WORK REQUIRED: Nothing but the lines below between the line holding "let routes = RouteConfig::default();" and the line holding "use liveview_protocols::QueryParameters;", inclusive, should appear in the answer, each set down exactly.

DATA FOR THIS TASK:
"""
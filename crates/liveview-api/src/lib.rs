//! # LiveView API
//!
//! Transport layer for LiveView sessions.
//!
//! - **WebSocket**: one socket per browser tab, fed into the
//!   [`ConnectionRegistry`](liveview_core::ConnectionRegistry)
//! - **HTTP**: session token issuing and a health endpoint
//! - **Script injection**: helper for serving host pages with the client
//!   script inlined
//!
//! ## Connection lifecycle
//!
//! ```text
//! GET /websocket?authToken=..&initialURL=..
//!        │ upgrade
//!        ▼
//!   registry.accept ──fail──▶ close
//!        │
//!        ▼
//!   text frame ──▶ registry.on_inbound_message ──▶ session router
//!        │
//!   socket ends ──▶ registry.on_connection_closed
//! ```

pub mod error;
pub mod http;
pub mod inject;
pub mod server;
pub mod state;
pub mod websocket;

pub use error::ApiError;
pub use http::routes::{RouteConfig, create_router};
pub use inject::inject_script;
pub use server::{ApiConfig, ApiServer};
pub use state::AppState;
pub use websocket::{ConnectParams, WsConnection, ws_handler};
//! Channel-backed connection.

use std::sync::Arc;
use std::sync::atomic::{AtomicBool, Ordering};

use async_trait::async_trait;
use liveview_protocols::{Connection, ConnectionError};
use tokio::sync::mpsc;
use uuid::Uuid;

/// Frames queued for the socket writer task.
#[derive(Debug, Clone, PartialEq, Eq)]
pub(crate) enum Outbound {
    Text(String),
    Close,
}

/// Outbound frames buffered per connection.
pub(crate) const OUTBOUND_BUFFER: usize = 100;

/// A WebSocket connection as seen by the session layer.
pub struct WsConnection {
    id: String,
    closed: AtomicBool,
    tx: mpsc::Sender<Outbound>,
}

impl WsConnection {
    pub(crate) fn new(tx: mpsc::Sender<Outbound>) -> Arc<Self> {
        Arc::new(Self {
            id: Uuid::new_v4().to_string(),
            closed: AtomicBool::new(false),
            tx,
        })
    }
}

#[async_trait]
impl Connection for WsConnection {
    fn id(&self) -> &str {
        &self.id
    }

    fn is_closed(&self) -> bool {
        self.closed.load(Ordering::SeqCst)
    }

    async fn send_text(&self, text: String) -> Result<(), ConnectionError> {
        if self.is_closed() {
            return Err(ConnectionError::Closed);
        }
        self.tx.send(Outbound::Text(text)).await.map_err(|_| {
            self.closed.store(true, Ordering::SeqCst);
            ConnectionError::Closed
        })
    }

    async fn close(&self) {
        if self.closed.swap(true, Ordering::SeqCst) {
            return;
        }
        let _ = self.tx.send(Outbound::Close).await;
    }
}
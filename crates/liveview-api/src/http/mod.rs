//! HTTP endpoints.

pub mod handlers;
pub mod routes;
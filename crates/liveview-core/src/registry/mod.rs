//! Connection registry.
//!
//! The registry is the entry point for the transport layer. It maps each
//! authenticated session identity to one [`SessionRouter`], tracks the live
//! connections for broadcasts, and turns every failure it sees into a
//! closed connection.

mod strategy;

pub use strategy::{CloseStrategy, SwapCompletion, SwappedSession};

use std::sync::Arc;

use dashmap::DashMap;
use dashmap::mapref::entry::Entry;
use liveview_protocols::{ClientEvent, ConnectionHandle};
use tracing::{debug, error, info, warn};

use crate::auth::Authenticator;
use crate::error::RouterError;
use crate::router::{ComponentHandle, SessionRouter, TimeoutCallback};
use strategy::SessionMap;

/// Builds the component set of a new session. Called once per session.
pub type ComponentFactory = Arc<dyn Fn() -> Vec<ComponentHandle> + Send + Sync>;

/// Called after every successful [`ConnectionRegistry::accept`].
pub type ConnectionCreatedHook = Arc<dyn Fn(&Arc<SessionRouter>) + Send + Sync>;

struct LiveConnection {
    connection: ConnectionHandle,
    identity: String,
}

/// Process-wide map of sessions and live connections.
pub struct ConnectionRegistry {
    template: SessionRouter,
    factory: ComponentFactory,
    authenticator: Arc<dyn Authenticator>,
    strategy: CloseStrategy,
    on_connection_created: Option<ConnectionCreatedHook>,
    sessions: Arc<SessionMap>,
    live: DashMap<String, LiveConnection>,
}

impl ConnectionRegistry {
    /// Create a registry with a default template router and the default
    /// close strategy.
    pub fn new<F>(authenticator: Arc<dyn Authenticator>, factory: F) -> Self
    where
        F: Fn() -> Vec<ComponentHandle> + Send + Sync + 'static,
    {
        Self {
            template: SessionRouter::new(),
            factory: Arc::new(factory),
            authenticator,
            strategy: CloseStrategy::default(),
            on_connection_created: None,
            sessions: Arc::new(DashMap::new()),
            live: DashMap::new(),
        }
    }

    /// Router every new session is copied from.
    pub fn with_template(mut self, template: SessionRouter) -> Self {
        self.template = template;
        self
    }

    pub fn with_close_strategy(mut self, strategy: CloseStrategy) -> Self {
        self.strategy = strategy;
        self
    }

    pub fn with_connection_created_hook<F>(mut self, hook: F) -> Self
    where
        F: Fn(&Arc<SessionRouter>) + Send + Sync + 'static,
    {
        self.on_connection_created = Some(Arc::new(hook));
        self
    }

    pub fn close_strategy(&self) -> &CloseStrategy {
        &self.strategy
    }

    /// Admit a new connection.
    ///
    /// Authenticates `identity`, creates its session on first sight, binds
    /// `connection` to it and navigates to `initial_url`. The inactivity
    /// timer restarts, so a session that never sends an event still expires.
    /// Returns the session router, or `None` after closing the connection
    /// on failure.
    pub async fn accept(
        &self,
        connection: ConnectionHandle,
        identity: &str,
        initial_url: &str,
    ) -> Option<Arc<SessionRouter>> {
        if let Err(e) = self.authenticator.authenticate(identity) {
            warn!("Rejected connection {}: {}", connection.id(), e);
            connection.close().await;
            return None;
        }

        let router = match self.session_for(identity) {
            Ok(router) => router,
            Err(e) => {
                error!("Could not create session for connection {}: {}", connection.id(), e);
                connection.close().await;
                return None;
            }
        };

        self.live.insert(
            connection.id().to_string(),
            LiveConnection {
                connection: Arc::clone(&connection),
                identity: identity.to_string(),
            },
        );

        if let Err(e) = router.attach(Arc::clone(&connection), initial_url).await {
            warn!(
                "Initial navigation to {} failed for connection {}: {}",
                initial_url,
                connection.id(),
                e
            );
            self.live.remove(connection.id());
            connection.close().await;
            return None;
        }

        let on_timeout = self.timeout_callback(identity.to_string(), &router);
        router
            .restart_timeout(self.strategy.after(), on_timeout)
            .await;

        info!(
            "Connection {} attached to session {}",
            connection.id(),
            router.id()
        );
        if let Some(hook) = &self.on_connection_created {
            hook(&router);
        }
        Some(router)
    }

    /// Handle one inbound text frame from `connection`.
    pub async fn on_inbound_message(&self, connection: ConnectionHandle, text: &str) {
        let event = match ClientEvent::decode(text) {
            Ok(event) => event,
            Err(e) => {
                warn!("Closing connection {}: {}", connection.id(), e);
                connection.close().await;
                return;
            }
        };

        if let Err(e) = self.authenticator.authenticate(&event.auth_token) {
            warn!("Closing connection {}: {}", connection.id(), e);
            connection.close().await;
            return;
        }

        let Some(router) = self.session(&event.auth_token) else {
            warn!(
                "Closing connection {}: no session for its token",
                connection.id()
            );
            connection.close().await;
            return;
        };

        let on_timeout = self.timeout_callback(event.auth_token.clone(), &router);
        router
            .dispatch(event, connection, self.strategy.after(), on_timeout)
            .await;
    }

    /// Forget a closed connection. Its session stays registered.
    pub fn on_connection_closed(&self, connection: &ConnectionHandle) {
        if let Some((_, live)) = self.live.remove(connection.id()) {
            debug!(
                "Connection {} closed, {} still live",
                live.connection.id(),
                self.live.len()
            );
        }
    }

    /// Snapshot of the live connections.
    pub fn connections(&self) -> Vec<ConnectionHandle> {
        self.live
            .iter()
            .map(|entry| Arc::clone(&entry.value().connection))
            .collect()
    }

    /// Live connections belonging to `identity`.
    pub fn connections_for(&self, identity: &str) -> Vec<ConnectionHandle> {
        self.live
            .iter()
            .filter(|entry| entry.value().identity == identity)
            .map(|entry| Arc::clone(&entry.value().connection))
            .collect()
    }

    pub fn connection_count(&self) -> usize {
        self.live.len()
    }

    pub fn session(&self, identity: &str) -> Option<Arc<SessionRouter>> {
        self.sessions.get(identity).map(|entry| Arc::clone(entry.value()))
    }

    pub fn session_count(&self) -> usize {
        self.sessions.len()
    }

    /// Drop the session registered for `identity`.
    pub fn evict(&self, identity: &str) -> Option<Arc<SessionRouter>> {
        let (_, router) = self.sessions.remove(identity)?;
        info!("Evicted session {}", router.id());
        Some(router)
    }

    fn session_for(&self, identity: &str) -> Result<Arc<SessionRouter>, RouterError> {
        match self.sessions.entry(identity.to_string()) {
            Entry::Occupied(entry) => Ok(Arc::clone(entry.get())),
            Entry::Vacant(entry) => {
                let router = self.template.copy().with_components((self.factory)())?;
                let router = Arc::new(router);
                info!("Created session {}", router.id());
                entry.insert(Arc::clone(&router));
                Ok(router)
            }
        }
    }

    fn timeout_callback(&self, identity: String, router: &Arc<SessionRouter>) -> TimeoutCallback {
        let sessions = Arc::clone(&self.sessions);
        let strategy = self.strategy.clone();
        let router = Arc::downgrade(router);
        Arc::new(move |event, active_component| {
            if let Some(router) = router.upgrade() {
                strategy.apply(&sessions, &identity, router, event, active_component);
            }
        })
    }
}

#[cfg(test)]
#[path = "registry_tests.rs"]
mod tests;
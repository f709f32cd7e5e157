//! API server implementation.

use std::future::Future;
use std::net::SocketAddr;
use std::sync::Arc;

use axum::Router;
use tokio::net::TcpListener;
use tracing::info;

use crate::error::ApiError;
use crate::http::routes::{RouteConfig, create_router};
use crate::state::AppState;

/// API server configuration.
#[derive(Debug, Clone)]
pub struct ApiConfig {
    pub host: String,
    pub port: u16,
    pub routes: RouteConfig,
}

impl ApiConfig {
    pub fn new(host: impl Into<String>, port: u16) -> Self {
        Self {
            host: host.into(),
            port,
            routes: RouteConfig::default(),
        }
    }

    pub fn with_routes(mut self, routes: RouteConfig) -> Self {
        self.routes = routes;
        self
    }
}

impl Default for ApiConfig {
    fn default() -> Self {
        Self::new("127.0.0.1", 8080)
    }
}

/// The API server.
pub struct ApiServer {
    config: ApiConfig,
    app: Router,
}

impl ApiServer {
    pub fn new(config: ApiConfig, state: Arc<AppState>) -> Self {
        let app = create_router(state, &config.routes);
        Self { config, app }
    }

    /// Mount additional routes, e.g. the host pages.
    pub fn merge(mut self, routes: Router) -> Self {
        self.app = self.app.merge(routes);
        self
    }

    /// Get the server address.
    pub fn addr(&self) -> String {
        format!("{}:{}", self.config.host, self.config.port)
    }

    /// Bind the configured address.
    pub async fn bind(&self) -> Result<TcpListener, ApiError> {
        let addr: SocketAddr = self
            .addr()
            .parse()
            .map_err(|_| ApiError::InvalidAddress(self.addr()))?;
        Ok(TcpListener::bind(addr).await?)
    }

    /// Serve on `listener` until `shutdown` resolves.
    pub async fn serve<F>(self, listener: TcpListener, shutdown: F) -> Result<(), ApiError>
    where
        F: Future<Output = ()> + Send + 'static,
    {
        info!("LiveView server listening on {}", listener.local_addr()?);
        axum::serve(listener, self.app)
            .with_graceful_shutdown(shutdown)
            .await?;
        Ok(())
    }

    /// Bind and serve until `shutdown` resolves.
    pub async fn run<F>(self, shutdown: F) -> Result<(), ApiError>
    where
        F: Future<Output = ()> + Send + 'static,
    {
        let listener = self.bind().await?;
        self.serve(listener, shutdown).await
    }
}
"""
"""
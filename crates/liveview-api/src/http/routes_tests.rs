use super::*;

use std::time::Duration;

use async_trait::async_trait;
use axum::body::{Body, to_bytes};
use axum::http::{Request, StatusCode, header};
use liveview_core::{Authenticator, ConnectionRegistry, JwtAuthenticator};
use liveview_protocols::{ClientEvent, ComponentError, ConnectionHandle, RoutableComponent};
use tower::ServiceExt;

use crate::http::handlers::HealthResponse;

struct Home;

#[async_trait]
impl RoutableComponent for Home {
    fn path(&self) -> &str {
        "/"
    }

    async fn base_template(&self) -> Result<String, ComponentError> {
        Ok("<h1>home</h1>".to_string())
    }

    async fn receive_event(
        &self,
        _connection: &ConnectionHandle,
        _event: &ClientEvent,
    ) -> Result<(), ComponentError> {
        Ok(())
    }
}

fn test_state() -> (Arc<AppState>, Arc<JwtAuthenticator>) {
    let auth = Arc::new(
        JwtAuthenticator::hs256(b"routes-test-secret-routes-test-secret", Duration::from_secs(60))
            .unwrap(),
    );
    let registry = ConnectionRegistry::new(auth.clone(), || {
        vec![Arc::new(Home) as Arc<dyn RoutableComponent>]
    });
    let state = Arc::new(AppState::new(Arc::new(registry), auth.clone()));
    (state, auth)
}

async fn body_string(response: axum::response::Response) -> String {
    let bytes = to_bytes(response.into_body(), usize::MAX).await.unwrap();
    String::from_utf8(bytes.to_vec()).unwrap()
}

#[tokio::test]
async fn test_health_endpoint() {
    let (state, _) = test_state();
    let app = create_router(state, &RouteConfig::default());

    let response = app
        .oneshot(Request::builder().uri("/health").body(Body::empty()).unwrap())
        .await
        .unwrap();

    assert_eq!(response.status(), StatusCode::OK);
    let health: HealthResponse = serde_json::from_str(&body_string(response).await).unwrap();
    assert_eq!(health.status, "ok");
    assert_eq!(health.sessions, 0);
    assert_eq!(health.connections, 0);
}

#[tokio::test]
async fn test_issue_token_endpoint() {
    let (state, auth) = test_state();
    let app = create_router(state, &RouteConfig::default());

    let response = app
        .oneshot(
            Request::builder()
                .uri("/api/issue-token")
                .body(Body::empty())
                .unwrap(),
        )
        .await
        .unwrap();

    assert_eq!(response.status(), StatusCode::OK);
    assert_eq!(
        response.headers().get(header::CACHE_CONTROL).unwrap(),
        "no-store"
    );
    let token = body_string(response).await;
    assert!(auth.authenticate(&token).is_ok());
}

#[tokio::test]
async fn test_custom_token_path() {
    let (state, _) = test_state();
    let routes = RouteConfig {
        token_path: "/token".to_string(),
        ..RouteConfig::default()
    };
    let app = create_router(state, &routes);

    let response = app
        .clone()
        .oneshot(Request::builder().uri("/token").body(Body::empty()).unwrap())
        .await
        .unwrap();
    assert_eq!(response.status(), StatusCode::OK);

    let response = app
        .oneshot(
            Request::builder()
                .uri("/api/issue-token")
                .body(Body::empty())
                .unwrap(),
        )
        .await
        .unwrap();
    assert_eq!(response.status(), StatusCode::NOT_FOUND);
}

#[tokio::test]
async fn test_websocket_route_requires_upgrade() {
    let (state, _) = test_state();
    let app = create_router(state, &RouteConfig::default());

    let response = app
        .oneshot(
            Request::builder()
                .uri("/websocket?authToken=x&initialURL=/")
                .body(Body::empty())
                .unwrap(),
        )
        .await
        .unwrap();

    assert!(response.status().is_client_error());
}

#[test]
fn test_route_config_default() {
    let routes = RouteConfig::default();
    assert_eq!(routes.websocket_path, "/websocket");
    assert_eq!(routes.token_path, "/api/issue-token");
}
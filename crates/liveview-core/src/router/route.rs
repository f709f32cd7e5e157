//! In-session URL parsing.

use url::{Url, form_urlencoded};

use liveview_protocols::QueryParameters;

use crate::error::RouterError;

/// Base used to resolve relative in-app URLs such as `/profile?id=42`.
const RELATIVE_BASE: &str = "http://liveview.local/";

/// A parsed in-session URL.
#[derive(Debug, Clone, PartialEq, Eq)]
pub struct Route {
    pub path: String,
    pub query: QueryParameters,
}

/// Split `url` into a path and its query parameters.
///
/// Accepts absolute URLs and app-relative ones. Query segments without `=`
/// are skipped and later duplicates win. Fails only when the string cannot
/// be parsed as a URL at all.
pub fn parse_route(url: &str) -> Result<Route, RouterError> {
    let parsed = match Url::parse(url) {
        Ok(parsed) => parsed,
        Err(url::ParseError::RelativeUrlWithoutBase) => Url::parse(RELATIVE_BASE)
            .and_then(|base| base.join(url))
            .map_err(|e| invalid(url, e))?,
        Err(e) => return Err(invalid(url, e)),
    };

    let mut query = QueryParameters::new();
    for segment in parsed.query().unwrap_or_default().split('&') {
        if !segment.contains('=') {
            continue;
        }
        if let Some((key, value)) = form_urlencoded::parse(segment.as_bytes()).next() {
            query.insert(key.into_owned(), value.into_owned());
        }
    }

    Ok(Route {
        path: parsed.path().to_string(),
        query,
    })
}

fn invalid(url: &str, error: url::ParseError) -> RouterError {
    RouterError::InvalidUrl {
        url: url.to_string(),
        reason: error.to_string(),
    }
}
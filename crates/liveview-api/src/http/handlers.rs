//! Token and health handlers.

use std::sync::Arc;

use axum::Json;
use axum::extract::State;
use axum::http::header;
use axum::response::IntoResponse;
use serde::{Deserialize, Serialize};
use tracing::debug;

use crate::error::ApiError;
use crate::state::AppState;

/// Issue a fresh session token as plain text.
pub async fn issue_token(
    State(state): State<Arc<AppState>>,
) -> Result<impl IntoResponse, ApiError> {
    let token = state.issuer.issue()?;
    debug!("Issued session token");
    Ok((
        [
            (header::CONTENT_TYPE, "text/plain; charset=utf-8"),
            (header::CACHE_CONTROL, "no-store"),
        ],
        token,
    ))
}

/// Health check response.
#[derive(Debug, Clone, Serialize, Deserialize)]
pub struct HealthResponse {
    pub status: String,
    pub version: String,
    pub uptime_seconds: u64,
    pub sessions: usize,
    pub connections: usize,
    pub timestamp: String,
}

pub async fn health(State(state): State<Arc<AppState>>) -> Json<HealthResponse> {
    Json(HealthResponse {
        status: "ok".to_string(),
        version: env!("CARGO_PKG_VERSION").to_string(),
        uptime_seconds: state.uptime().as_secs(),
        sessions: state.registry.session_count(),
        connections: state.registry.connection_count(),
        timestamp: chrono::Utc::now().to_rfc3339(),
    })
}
"""
"""
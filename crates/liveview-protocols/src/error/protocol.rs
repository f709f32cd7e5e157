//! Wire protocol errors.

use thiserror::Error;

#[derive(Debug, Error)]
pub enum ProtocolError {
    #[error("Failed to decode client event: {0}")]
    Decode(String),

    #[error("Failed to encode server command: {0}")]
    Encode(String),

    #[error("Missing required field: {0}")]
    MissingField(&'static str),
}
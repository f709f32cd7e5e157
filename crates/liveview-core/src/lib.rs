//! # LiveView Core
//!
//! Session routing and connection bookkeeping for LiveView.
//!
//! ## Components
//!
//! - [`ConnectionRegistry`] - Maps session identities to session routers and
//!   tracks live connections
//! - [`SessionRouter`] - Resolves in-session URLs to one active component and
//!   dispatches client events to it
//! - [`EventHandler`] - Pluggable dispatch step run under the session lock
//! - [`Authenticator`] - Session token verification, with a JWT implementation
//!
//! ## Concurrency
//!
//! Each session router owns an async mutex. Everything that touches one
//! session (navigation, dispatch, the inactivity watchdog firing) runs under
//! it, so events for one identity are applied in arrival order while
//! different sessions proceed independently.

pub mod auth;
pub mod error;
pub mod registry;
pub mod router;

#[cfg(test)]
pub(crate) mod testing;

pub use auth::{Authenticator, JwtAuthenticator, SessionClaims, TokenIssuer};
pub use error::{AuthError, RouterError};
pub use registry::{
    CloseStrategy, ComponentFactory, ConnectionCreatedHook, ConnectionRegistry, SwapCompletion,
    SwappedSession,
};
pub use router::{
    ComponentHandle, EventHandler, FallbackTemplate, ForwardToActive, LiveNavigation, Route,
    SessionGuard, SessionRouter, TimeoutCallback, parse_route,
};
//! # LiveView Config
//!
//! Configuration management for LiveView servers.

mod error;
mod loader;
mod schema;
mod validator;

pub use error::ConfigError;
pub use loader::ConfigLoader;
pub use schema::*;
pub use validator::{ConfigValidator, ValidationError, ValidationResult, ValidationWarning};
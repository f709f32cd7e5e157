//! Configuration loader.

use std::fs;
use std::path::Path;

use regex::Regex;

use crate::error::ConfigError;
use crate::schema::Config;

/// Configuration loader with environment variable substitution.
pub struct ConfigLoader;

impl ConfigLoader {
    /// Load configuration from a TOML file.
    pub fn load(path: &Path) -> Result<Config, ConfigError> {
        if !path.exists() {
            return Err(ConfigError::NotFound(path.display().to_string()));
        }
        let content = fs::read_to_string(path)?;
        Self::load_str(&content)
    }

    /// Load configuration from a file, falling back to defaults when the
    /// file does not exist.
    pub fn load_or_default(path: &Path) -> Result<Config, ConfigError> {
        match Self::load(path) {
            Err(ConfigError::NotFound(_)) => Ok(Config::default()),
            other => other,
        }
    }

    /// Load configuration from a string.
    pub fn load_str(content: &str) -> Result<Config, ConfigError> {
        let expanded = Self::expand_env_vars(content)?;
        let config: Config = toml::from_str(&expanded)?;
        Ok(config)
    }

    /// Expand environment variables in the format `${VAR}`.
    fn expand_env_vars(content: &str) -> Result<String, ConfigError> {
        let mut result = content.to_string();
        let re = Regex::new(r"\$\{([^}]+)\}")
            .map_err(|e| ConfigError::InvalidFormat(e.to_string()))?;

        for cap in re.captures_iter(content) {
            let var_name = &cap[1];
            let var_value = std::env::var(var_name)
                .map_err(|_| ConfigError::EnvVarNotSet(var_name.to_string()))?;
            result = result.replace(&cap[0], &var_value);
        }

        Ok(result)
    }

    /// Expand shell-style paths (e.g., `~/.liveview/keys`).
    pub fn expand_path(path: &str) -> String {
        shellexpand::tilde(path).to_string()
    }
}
"""
COMPLETED EXERCISE:
    let routes = RouteConfig::default();
    assert_eq!(routes.websocket_path, "/websocket");
    assert_eq!(routes.token_path, "/api/issue-token");
}
filename crates/liveview-core/src/router/route.rs
repository f709f32cd7e5e157
//! In-session URL parsing.

use url::{Url, form_urlencoded};

use liveview_protocols::QueryParameters;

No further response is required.